Question 1196934: A computer manufacturer offers technical support that is available 24 hours a day,
7 days a week. Timely resolution of these calls is important to the company’s image. For
35 calls that were related to software, technicians resolved the issues in a mean time of
18 minutes with a standard deviation of 4.2 minutes. For 45 calls related to hardware,
technicians resolved the problems in a mean time of 15.5 minutes with a standard deviation of 3.9 minutes. At the .05 significance level, does it take longer to resolve software
issues? What is the p-value?
Giva Farmula for calculating when you have two sample test of mean and SD is unknown?
State what will be null hypothesis and alternate hypotheses at05 significance level. Dose it take longer to resolve software issues
Answer by ElectricPavlov(122)   (Show Source):
You can put this solution on YOUR website! We will conduct a two-sample t-test to determine whether it takes longer to resolve software issues compared to hardware issues. Here's the step-by-step process:
---
### Formula for Two-Sample t-Test (Unequal Variances)
\[
t = \frac{\bar{X}_1 - \bar{X}_2}{\sqrt{\frac{s_1^2}{n_1} + \frac{s_2^2}{n_2}}}
\]
Where:
- \(\bar{X}_1, \bar{X}_2\): Sample means
- \(s_1, s_2\): Sample standard deviations
- \(n_1, n_2\): Sample sizes
Degrees of freedom (\(df\)) are approximated as:
\[
df = \frac{\left(\frac{s_1^2}{n_1} + \frac{s_2^2}{n_2}\right)^2}{\frac{\left(\frac{s_1^2}{n_1}\right)^2}{n_1 - 1} + \frac{\left(\frac{s_2^2}{n_2}\right)^2}{n_2 - 1}}
\]
---
### Hypotheses
- **Null Hypothesis (\(H_0\))**: There is no difference in the time taken to resolve software and hardware issues (\(\mu_1 = \mu_2\)).

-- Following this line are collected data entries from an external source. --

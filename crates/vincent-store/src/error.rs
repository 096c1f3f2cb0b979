//! Policy directory error types.

/// Errors from policy directory reads.
#[derive(Debug, thiserror::Error)]
pub enum StoreError {
    /// Connection to the backing store failed.
    #[error("connection error: {0}")]
    Connection(String),

    /// A directory read failed.
    #[error("directory error: {0}")]
    Internal(String),

    /// A stored record could not be decoded.
    #[error("serialization error: {0}")]
    Serialization(String),
}

/// Result type for policy directory operations.
pub type StoreResult<T> = Result<T, StoreError>;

- **Alternative Hypothesis (\(H_a\))**: It takes longer to resolve software issues (\(\mu_1 > \mu_2\)).
This is a **one-tailed test** at the 0.05 significance level.
---
### Given Data
- Software calls:
- \(n_1 = 35\), \(\bar{X}_1 = 18\), \(s_1 = 4.2\)
- Hardware calls:
- \(n_2 = 45\), \(\bar{X}_2 = 15.5\), \(s_2 = 3.9\)
---
### Step 1: Calculate the Test Statistic
Substitute the values into the t-test formula:
\[
t = \frac{18 - 15.5}{\sqrt{\frac{4.2^2}{35} + \frac{3.9^2}{45}}}
\]
\[
t = \frac{2.5}{\sqrt{\frac{17.64}{35} + \frac{15.21}{45}}}
\]
\[
t = \frac{2.5}{\sqrt{0.504 + 0.338}}
\]
\[
t = \frac{2.5}{\sqrt{0.842}} = \frac{2.5}{0.9177} \approx 2.72
\]
---
### Step 2: Degrees of Freedom
Calculate \(df\):
\[
df = \frac{\left(0.504 + 0.338\right)^2}{\frac{0.504^2}{34} + \frac{0.338^2}{44}}
\]
\[
df = \frac{0.842^2}{\frac{0.254}{34} + \frac{0.114}{44}} = \frac{0.708}{0.00747 + 0.00259} = \frac{0.708}{0.01006} \approx 70.34
\]
Round \(df\) to 70 for simplicity.
---
### Step 3: Compare to Critical Value and Find p-Value
For a one-tailed test at \(\alpha = 0.05\) and \(df = 70\), the critical \(t\)-value is approximately **1.667**.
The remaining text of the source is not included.